The BUG is a greenway proposal for the Bruckner Expressway Underpass which would transform the corridor into a pedestrian-friendly green pathway that will not only help cool the ambient temperature due to vegetation but will also help capture air contaminants at the source, create safer crossings and pathways for pedestrians and cyclist, reduce noise pollution and increase stormwater capture from the Bruckner Overpass- but also create connections to other green spaces in the area and create a pleasant sense of place. The BUG would use green infrastructure like green walls and rain gardens beneath the Bruckner to incorporate vegetation to this otherwise polluting infrastructure.

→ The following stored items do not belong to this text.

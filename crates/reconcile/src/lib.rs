//! Tether reconcile: drives one subject's remote object towards its manifest.
//!
//! [`External`] implements the four operations against a resolved store and the shared
//! cache registry; [`Reconciler`] wires them into a cycle and records the outcome on
//! the subject's status.

#![forbid(unsafe_code)]

use std::sync::Arc;
use std::time::Instant;

use metrics::{counter, histogram};
use serde_json::Value;
use tether_core::{CacheKey, Condition, Desired, Result, ReconcileSubject, ResourceIdentity};
use tether_kubehub::{effective_identity, EndpointResolver, RemoteStore};
use tether_registry::CacheRegistry;
use tracing::{debug, info, warn};

mod readiness;

pub use readiness::apply_readiness;

/// Result of an observe step.
#[derive(Debug, Clone, Default, PartialEq, Eq)]
pub struct Observation {
    pub exists: bool,
    pub up_to_date: bool,
    /// Changed paths from the observed to the desired object; empty when undiffable.
    pub diff: String,
}

/// Operations against one subject's endpoint.
pub struct External {
    store: Arc<dyn RemoteStore>,
    registry: Arc<CacheRegistry>,
}

impl External {
    pub fn new(store: Arc<dyn RemoteStore>, registry: Arc<CacheRegistry>) -> Self {
        Self { store, registry }
    }

    pub fn store(&self) -> &Arc<dyn RemoteStore> { &self.store }

    /// Desired object with the namespace the endpoint will actually use.
    async fn desired(&self, subject: &ReconcileSubject) -> Result<Desired> {
        let mut desired = subject.desired()?;
        let ns = &self.registry.settings().default_namespace;
        let identity = effective_identity(self.store.as_ref(), &desired.identity, ns).await?;
        if identity.namespace != desired.identity.namespace {
            if let Some(meta) = desired.object.get_mut("metadata").and_then(|m| m.as_object_mut()) {
                match identity.namespace() {
                    Some(ns) => {
                        meta.insert("namespace".into(), Value::String(ns.to_string()));
                    }
                    None => {
                        meta.remove("namespace");
                    }
                }
            }
        }
        desired.identity = identity;
        Ok(desired)
    }

    fn key(&self, id: &ResourceIdentity) -> CacheKey {
        CacheKey::new(self.store.endpoint().clone(), id.clone())
    }

    pub async fn observe(&self, subject: &mut ReconcileSubject) -> Result<Observation> {
        let desired = self.desired(subject).await?;
        let key = self.key(&desired.identity);
        if subject.deleting {
            self.registry.unregister(&key)?;
            return Ok(Observation { exists: true, up_to_date: true, diff: String::new() });
        }
        self.registry.register(&key, Arc::clone(&self.store), subject.parent_link()).await?;

        let observed = match self.registry.cached_object(&key) {
            Ok(o) => o,
            Err(e) if e.is_not_found() => {
                debug!(subject = %subject.name, object = %desired.identity, "observed object absent");
                return Ok(Observation::default());
            }
            Err(e) => return Err(e),
        };
        let dry_run = self.store.apply(&desired.object, true).await?;
        let up_to_date = !tether_drift::has_drifted(&observed, &dry_run);
        let diff = tether_drift::safe_diff(&observed, &desired.object);

        let mut at_provider = (*observed).clone();
        tether_core::normalize(&mut at_provider);
        record_observed(subject, at_provider)?;

        Ok(Observation { exists: true, up_to_date, diff })
    }

    pub async fn create(&self, subject: &mut ReconcileSubject) -> Result<()> {
        self.apply_desired(subject, "create").await
    }

    pub async fn update(&self, subject: &mut ReconcileSubject) -> Result<()> {
        self.apply_desired(subject, "update").await
    }

    async fn apply_desired(&self, subject: &mut ReconcileSubject, op: &str) -> Result<()> {
        let desired = self.desired(subject).await?;
        let t0 = Instant::now();
        let mut applied = self.store.apply(&desired.object, false).await?;
        histogram!("reconcile_apply_latency_ms", t0.elapsed().as_secs_f64() * 1000.0);
        tether_core::normalize(&mut applied);
        let diff = tether_drift::safe_diff(&desired.object, &applied);
        if !diff.is_empty() {
            debug!(subject = %subject.name, op, %diff, "server changes to the applied object");
        }
        info!(subject = %subject.name, object = %desired.identity, op, "applied desired object");
        record_observed(subject, applied)
    }

    /// Stop watching and remove the remote object; an absent object counts as deleted.
    pub async fn delete(&self, subject: &ReconcileSubject) -> Result<()> {
        let desired = self.desired(subject).await?;
        self.registry.unregister(&self.key(&desired.identity))?;
        self.store.delete(&desired.identity).await?;
        info!(subject = %subject.name, object = %desired.identity, "deleted remote object");
        Ok(())
    }
}

/// Store `observed` as the subject's `at_provider` and evaluate readiness against it.
/// The object is recorded even when the policy is invalid or its evaluation fails.
fn record_observed(subject: &mut ReconcileSubject, observed: Value) -> Result<()> {
    let res = subject
        .spec
        .readiness
        .policy()
        .and_then(|policy| apply_readiness(&mut subject.status, &policy, &observed));
    subject.status.at_provider = Some(observed);
    res
}

/// Resolves a subject's endpoint into an [`External`].
pub struct Connector {
    resolver: Arc<dyn EndpointResolver>,
    registry: Arc<CacheRegistry>,
}

impl Connector {
    pub fn new(resolver: Arc<dyn EndpointResolver>, registry: Arc<CacheRegistry>) -> Self {
        Self { resolver, registry }
    }

    pub async fn connect(&self, subject: &ReconcileSubject) -> Result<External> {
        let store = self
            .resolver
            .resolve(&subject.spec.endpoint)
            .await
            .map_err(|e| e.context(&format!("connecting subject {}", subject.name)))?;
        Ok(External::new(store, Arc::clone(&self.registry)))
    }
}

#[derive(Debug, Clone, Copy, PartialEq, Eq)]
pub enum Outcome {
    Created,
    Updated,
    UpToDate,
    Deleted,
}

/// One reconcile cycle per call: connect, observe, then create, update, delete or nothing.
pub struct Reconciler {
    connector: Connector,
    registry: Arc<CacheRegistry>,
}

impl Reconciler {
    pub fn new(resolver: Arc<dyn EndpointResolver>, registry: Arc<CacheRegistry>) -> Self {
        Self { connector: Connector::new(resolver, Arc::clone(&registry)), registry }
    }

    pub fn registry(&self) -> &Arc<CacheRegistry> { &self.registry }

    pub fn connector(&self) -> &Connector { &self.connector }

    /// Run one cycle. The `Synced` condition records the result; errors are also returned.
    pub async fn reconcile(&self, subject: &mut ReconcileSubject) -> Result<Outcome> {
        let t0 = Instant::now();
        subject.status.observed_generation = subject.generation;
        let res = self.cycle(subject).await;
        histogram!("reconcile_latency_ms", t0.elapsed().as_secs_f64() * 1000.0);
        match &res {
            Ok(outcome) => {
                counter!("reconcile_ok_total", 1u64);
                subject.status.set_condition(Condition::reconcile_success());
                debug!(subject = %subject.name, ?outcome, "reconcile finished");
            }
            Err(e) => {
                counter!("reconcile_err_total", 1u64, "reason" => e.label());
                warn!(subject = %subject.name, error = %e, "reconcile failed");
                subject.status.set_condition(Condition::reconcile_error(e));
            }
        }
        res
    }

    async fn cycle(&self, subject: &mut ReconcileSubject) -> Result<Outcome> {
        let external = self.connector.connect(subject).await?;
        let observation = external.observe(subject).await?;
        if subject.deleting {
            external.delete(subject).await?;
            return Ok(Outcome::Deleted);
        }
        if !observation.exists {
            external.create(subject).await?;
            return Ok(Outcome::Created);
        }
        if !observation.up_to_date {
            debug!(subject = %subject.name, diff = %observation.diff, "remote object drifted");
            external.update(subject).await?;
            return Ok(Outcome::Updated);
        }
        Ok(Outcome::UpToDate)
    }
}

In order to reduce the effects of polluting infrastructure like the Bruckner Expressway- we need to start attacking the problem at the source. This is not a new concept at all in the South Bronx- ideas to cap the Cross Bronx at below grade levels and build open spaces and boulevards is an old idea that has gained a lot of traction lately. Temporary floating wetlands have been piloted beneath the Major Deegan Expressway. The peaker plants in the South Bronx are being called to shut down and to adapt renewable energy sources in its place by the PEAK Campaign. Wetlands have been re-introduced to the industrial coast of the South Bronx at Oak Point at the McInnis Cement Plant to increase coastal resiliency. The Sheridan Expressway was decommissioned and transformed into a boulevard to allow for access and connections to the Bronx River spearheaded by community activist. Environmental justice leaders have been mobilizing for decades around these issues and visioning solutions to the disparities that they face. I just hope to add my grain of salt. This concept is not exclusive to the South Bronx either- the Via Verde project in Mexico City transformed an expressway underpass into a green corridor using green walls to wrap around the supporting columns of the highway (the designer of this project coincidently is named Fernando Ortiz- look it up!)
Moses and I share a few similarities- mostly that we are both Columbia Alumni, city planners and have worked at some point in our lives at both the NYC Department of City Planning and the NYC Department of Parks and Recreation (of course at different times but I guess we are still considered colleagues or at least fellow alumni). Both of us also share visions for the South Bronx- Moses saw it as an obstacle for cars circulating from job centers in Manhattan to Westchester and the Hudson Valley; whereas, I see it as home. Whereas Moses was known as the 'Master Builder' who built massive polluting infrastructure across low-income, communities of color in the South Bronx- I strive to work with these communities to design new green-spaces and combat health disparities and envision plaguing his life works with vines and ferns and BUGS.
( yea, you can call me Poison Ivy ! )
*Note: The Building Underpass Greenways- (BUG) is a design proposal by The Greenest Fern who is working with THE POINT CDC and New York University's Applied Global Public Health Initiative's Climate Change Task Force to build a community-driven and interactive engagement process to establish a vision for underpass greenways below the Bruckner Expressway and across the South Bronx. Other collaborations are underway with the Leaf Island team.